What is required: Your answer must be one number: the count of lines below that include "bool".

Information supplied:
//! Peer synchronisation: applies inbound messages to the session and
//! simulator, and turns simulation events into outbound messages.

use tracing::{debug, info};

use crate::game::sim::SimEvent;
use crate::game::{BirdState, GameMode, Outcome, Role, Session, Simulator};
use crate::util::time::UPDATE_INTERVAL_STEPS;

use super::protocol::PeerMsg;

/// Decides on which steps a periodic UPDATE goes out
#[derive(Debug, Clone)]
pub struct UpdateThrottle {
    steps_since_update: u32,
    interval: u32,
}

impl UpdateThrottle {
    pub fn new(interval: u32) -> Self {
        Self {
            steps_since_update: 0,
            interval: interval.max(1),
        }
    }

    /// Count a step; true when an update is due
    pub fn should_send(&mut self) -> bool {
        self.steps_since_update += 1;
        if self.steps_since_update >= self.interval {
            self.steps_since_update = 0;
            true
        } else {
            false
        }
    }

    pub fn reset(&mut self) {
        self.steps_since_update = 0;
    }
}

impl Default for UpdateThrottle {
    fn default() -> Self {
        Self::new(UPDATE_INTERVAL_STEPS)
    }
}

/// Message handling for one side of a two-player session
#[derive(Debug, Clone, Default)]
pub struct SyncProtocol {
    throttle: UpdateThrottle,
}

impl SyncProtocol {
    pub fn new() -> Self {
        Self::default()
    }

    /// Apply a message from the peer. Returns the outcome if this message
    /// completed the match.
    pub fn apply(
        &mut self,
        msg: PeerMsg,
        session: &mut Session,
        sim: &mut Simulator,
    ) -> Option<Outcome> {
        let Some(role) = session.role().filter(|r| r.is_multiplayer()) else {
            debug!(kind = msg.kind(), "Ignoring peer message outside multiplayer");
            return None;
        };

        match msg {
            PeerMsg::Prepare => {
                if role != Role::Client {
                    debug!("Ignoring PREPARE as host");
                    return None;
                }
                match session.transition(GameMode::Countdown) {
                    Ok(()) => session.set_status("Get ready"),
                    Err(e) => debug!(error = %e, "Ignoring PREPARE"),
                }
                None
            }
            PeerMsg::Start => {
                if !session.mode().can_transition(GameMode::Playing) {
                    debug!(mode = ?session.mode(), "Ignoring START");
                    return None;
                }
                self.reset_for_match(sim);
                if let Err(e) = session.begin_match() {
                    debug!(error = %e, "Ignoring START");
                    return None;
                }
                session.set_status("");
                info!(role = ?role, "Match started by peer");
                None
            }
            PeerMsg::Update {
                y,
                velocity,
                rotation,
                dead,
                score,
            } => {
                if !session.mode().simulates() {
                    return None;
                }
                let mut mirror = BirdState {
                    y,
                    velocity,
                    rotation,
                    dead,
                    score,
                };
                // A final score from GAMEOVER_SYNC outranks anything in UPDATE
                if let Some(final_score) = session.opponent_final() {
                    mirror.dead = true;
                    mirror.score = final_score;
                }
                sim.apply_opponent_update(mirror);
                None
            }
            PeerMsg::Pipe { gap_top, id } => {
                if role == Role::Client && session.mode() == GameMode::Playing {
                    sim.insert_remote_pipe(gap_top, id);
                } else {
                    debug!(id, "Ignoring PIPE");
                }
                None
            }
            PeerMsg::GameoverSync { score } => {
                if session.mode() != GameMode::Playing {
                    debug!(mode = ?session.mode(), "Ignoring GAMEOVER_SYNC");
                    return None;
                }
                if !session.record_opponent_final(score) {
                    return None;
                }
                sim.mark_opponent_dead(score);
                info!(opponent_score = score, "Opponent is out");
                session.try_resolve_outcome()
            }
            PeerMsg::Unknown => {
                debug!("Ignoring unknown peer message");
                None
            }
        }
    }

    /// Clear per-match sync state and the simulation
    pub fn reset_for_match(&mut self, sim: &mut Simulator) {
        sim.reset(true);
        self.throttle.reset();
    }

    /// Messages produced by one simulation step
    pub fn outbound(
        &mut self,
        session: &Session,
        sim: &Simulator,
        events: &[SimEvent],
    ) -> Vec<PeerMsg> {
        let mut out = Vec::new();
        let Some(role) = session.role().filter(|r| r.is_multiplayer()) else {
            return out;
        };

        let mut sent_state = false;
        for event in events {
            match *event {
                SimEvent::PipeSpawned { gap_top, id } if role == Role::Host => {
                    out.push(PeerMsg::Pipe { gap_top, id });
                }
                SimEvent::Died { score } => {
                    out.push(PeerMsg::update(sim.local()));
                    out.push(PeerMsg::GameoverSync { score });
                    sent_state = true;
                    self.throttle.reset();
                }
                _ => {}
            }
        }

        if session.mode() == GameMode::Playing && !sent_state && self.throttle.should_send() {
            out.push(PeerMsg::update(sim.local()));
        }
        out
    }
}
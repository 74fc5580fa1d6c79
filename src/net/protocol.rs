//! Wire message definitions
//! Peer messages are what the two game instances say to each other; relay
//! frames are the envelope used between a game instance and the relay broker.

use serde::{Deserialize, Serialize};

use crate::game::BirdState;

/// Messages exchanged between the two participants
#[derive(Debug, Clone, PartialEq, Serialize, Deserialize)]
#[serde(tag = "type", rename_all = "SCREAMING_SNAKE_CASE")]
pub enum PeerMsg {
    /// Host tells the client a countdown is starting
    Prepare,

    /// (Re)start a match: receiver resets its simulation
    Start,

    /// Throttled bird state of the sender
    Update {
        y: f32,
        velocity: f32,
        rotation: f32,
        dead: bool,
        score: u32,
    },

    /// Host-spawned pipe
    Pipe {
        #[serde(rename = "gapTop")]
        gap_top: f32,
        id: u64,
    },

    /// Sender's bird is dead; `score` is final
    GameoverSync { score: u32 },

    /// Any `type` this build does not know about
    #[serde(other)]
    Unknown,
}

impl PeerMsg {
    pub fn update(bird: &BirdState) -> Self {
        PeerMsg::Update {
            y: bird.y,
            velocity: bird.velocity,
            rotation: bird.rotation,
            dead: bird.dead,
            score: bird.score,
        }
    }

    pub fn kind(&self) -> &'static str {
        match self {
            PeerMsg::Prepare => "PREPARE",
            PeerMsg::Start => "START",
            PeerMsg::Update { .. } => "UPDATE",
            PeerMsg::Pipe { .. } => "PIPE",
            PeerMsg::GameoverSync { .. } => "GAMEOVER_SYNC",
            PeerMsg::Unknown => "UNKNOWN",
        }
    }
}

/// Frames between a game instance and the relay broker
#[derive(Debug, Clone, PartialEq, Serialize, Deserialize)]
#[serde(tag = "op", rename_all = "snake_case")]
pub enum RelayFrame {
    /// Relay -> instance: identity registered
    Open { id: String },

    /// Instance -> relay: link me with this id
    Connect { to: String },

    /// Relay -> instance: link established
    Connected { peer: String },

    /// Either direction: opaque peer message
    Data { payload: serde_json::Value },

    /// Relay -> instance: the linked peer went away
    Closed,

    /// Relay -> instance: request failed
    Error { message: String },
}

/// Decoding failures at the transport boundary
#[derive(Debug, thiserror::Error)]
pub enum ProtocolError {
    #[error("Malformed message: {0}")]
    Malformed(#[from] serde_json::Error),
}

pub fn decode_peer(text: &str) -> Result<PeerMsg, ProtocolError> {
    Ok(serde_json::from_str(text)?)
}

pub fn decode_peer_value(value: serde_json::Value) -> Result<PeerMsg, ProtocolError> {
    Ok(serde_json::from_value(value)?)
}

pub fn encode_peer(msg: &PeerMsg) -> Result<serde_json::Value, ProtocolError> {
    Ok(serde_json::to_value(msg)?)
}
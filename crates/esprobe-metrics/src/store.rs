//! Metric store — label-indexed storage of every exported series.
//!
//! Per-node series live in a single `RwLock`-protected map keyed by
//! `NodeIdentity`; global counters are atomics and the two global summaries
//! sit behind their own mutexes. Lock poisoning is recovered rather than
//! propagated, so no store operation can fail.

use std::collections::HashMap;
use std::sync::atomic::{AtomicU64, Ordering};
use std::sync::{Mutex, MutexGuard, PoisonError, RwLock, RwLockReadGuard, RwLockWriteGuard};
use std::time::Duration;

use tracing::trace;

use esprobe_core::config::SummariesConfig;
use esprobe_core::{ConfigResult, NodeIdentity, ServiceKind, SummaryWindow};

use crate::summary::{Summary, SummarySnapshot};

/// Sliding windows of the three summary families.
#[derive(Debug, Clone, Copy, PartialEq, Eq)]
pub struct MetricWindows {
    pub latency: SummaryWindow,
    pub discovery: SummaryWindow,
    pub cleaning: SummaryWindow,
}

impl Default for MetricWindows {
    fn default() -> Self {
        Self {
            latency: SummaryWindow::default(),
            discovery: SummaryWindow::default(),
            cleaning: SummaryWindow::new(Duration::from_secs(120 * 60), 20, 2000),
        }
    }
}

impl MetricWindows {
    pub fn from_config(config: &SummariesConfig) -> ConfigResult<Self> {
        Ok(Self {
            latency: config.latency.window()?,
            discovery: config.discovery.window()?,
            cleaning: config.cleaning.window()?,
        })
    }
}

/// Series bundle of one node. A field is `None` until first written.
#[derive(Debug, Default)]
struct NodeSeries {
    es_availability: Option<f64>,
    kibana_availability: Option<f64>,
    search_latency: Option<Summary>,
    shards_successful: Option<f64>,
    documents_hit: Option<f64>,
}

/// Read-only copy of one node's series.
#[derive(Debug, Clone, PartialEq)]
pub struct NodeSeriesSnapshot {
    pub identity: NodeIdentity,
    pub es_availability: Option<f64>,
    pub kibana_availability: Option<f64>,
    pub search_latency: Option<SummarySnapshot>,
    pub shards_successful: Option<f64>,
    pub documents_hit: Option<f64>,
}

/// Read-only copy of the whole store, consumed by the exposition renderer.
#[derive(Debug, Clone, PartialEq)]
pub struct MetricsSnapshot {
    pub errors_count: u64,
    pub node_count: u64,
    /// Sorted by identity.
    pub nodes: Vec<NodeSeriesSnapshot>,
    pub discovery_duration: SummarySnapshot,
    pub cleaning_duration: SummarySnapshot,
}

/// Process-wide telemetry, shared by handle between the probe loop, the
/// reconciler and the exposition endpoint.
pub struct MetricStore {
    nodes: RwLock<HashMap<NodeIdentity, NodeSeries>>,
    errors_count: AtomicU64,
    node_count: AtomicU64,
    discovery_duration: Mutex<Summary>,
    cleaning_duration: Mutex<Summary>,
    latency_window: SummaryWindow,
}

impl Default for MetricStore {
    fn default() -> Self {
        Self::new(MetricWindows::default())
    }
}

impl MetricStore {
    pub fn new(windows: MetricWindows) -> Self {
        Self {
            nodes: RwLock::new(HashMap::new()),
            errors_count: AtomicU64::new(0),
            node_count: AtomicU64::new(0),
            discovery_duration: Mutex::new(Summary::new(windows.discovery)),
            cleaning_duration: Mutex::new(Summary::new(windows.cleaning)),
            latency_window: windows.latency,
        }
    }

    /// Record 1 (up) or 0 (down) for one service of a node.
    pub fn set_availability(&self, node: &NodeIdentity, kind: ServiceKind, up: bool) {
        let value = if up { 1.0 } else { 0.0 };
        let mut nodes = self.write_nodes();
        let series = nodes.entry(node.clone()).or_default();
        match kind {
            ServiceKind::Elasticsearch => series.es_availability = Some(value),
            ServiceKind::Kibana => series.kibana_availability = Some(value),
        }
    }

    /// Add a search latency sample, in nanoseconds.
    pub fn observe_latency(&self, node: &NodeIdentity, duration_nanos: u64) {
        let window = self.latency_window;
        let mut nodes = self.write_nodes();
        nodes
            .entry(node.clone())
            .or_default()
            .search_latency
            .get_or_insert_with(|| Summary::new(window))
            .observe(duration_nanos as f64);
    }

    pub fn set_shard_count(&self, node: &NodeIdentity, shards: u64) {
        let mut nodes = self.write_nodes();
        nodes.entry(node.clone()).or_default().shards_successful = Some(shards as f64);
    }

    pub fn set_doc_count(&self, node: &NodeIdentity, docs: u64) {
        let mut nodes = self.write_nodes();
        nodes.entry(node.clone()).or_default().documents_hit = Some(docs as f64);
    }

    /// Drop every series of a node. Returns whether anything was removed;
    /// deleting an unknown node is a no-op.
    pub fn delete_series(&self, node: &NodeIdentity) -> bool {
        let removed = self.write_nodes().remove(node).is_some();
        trace!(cluster = %node.cluster, nodename = %node.name, removed, "series deleted");
        removed
    }

    pub fn increment_error_count(&self) {
        self.errors_count.fetch_add(1, Ordering::Relaxed);
    }

    pub fn set_total_node_count(&self, count: u64) {
        self.node_count.store(count, Ordering::Relaxed);
    }

    pub fn observe_discovery_duration(&self, elapsed: Duration) {
        lock(&self.discovery_duration).observe(elapsed.as_nanos() as f64);
    }

    pub fn observe_cleaning_duration(&self, elapsed: Duration) {
        lock(&self.cleaning_duration).observe(elapsed.as_nanos() as f64);
    }

    pub fn errors_count(&self) -> u64 {
        self.errors_count.load(Ordering::Relaxed)
    }

    pub fn total_node_count(&self) -> u64 {
        self.node_count.load(Ordering::Relaxed)
    }

    /// Whether any series exists for a node.
    pub fn has_series(&self, node: &NodeIdentity) -> bool {
        self.read_nodes().contains_key(node)
    }

    /// Identities that currently have at least one series, sorted.
    pub fn tracked_nodes(&self) -> Vec<NodeIdentity> {
        let mut ids: Vec<NodeIdentity> = self.read_nodes().keys().cloned().collect();
        ids.sort();
        ids
    }

    pub fn snapshot(&self) -> MetricsSnapshot {
        let mut nodes: Vec<NodeSeriesSnapshot> = self
            .read_nodes()
            .iter()
            .map(|(identity, s)| NodeSeriesSnapshot {
                identity: identity.clone(),
                es_availability: s.es_availability,
                kibana_availability: s.kibana_availability,
                search_latency: s.search_latency.as_ref().map(Summary::snapshot),
                shards_successful: s.shards_successful,
                documents_hit: s.documents_hit,
            })
            .collect();
        nodes.sort_by(|a, b| a.identity.cmp(&b.identity));

        MetricsSnapshot {
            errors_count: self.errors_count(),
            node_count: self.total_node_count(),
            nodes,
            discovery_duration: lock(&self.discovery_duration).snapshot(),
            cleaning_duration: lock(&self.cleaning_duration).snapshot(),
        }
    }

    fn read_nodes(&self) -> RwLockReadGuard<'_, HashMap<NodeIdentity, NodeSeries>> {
        self.nodes.read().unwrap_or_else(PoisonError::into_inner)
    }

    fn write_nodes(&self) -> RwLockWriteGuard<'_, HashMap<NodeIdentity, NodeSeries>> {
        self.nodes.write().unwrap_or_else(PoisonError::into_inner)
    }
}

fn lock(summary: &Mutex<Summary>) -> MutexGuard<'_, Summary> {
    summary.lock().unwrap_or_else(PoisonError::into_inner)
}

Written solution: 5